What you will do | If a line of the data below holds the word "AppState", list it.
★ ★ ★ ★
//! Component trait — the interface every page panel implements.
//!
//! Design principles:
//! - Components are self-contained: they own their view state (selection,
//!   scroll) and render themselves.
//! - Components receive `AppState` (read-only) for data they don't own.
//! - Components produce `Vec<Action>` — they never mutate shared state
//!   directly. The App event-loop dispatches those actions.

use ratatui::crossterm::event::KeyEvent;
use ratatui::{layout::Rect, Frame};

use crate::action::{Action, ComponentId};
use crate::app_state::AppState;

pub trait Component {
    /// Which component is this?
    fn id(&self) -> ComponentId;

    /// Handle a key event. Returns actions to be dispatched.
    /// Only called when this component has focus.
    fn handle_key(&mut self, key: KeyEvent, state: &AppState) -> Vec<Action>;

    /// Render the component into `area`.
    fn draw(&mut self, frame: &mut Frame, area: Rect, focused: bool, state: &AppState);
}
★ ★ ★ ★
Solution for this exercise |
//! - Components receive `AppState` (read-only) for data they don't own.
use crate::app_state::AppState;
    fn handle_key(&mut self, key: KeyEvent, state: &AppState) -> Vec<Action>;
    fn draw(&mut self, frame: &mut Frame, area: Rect, focused: bool, state: &AppState);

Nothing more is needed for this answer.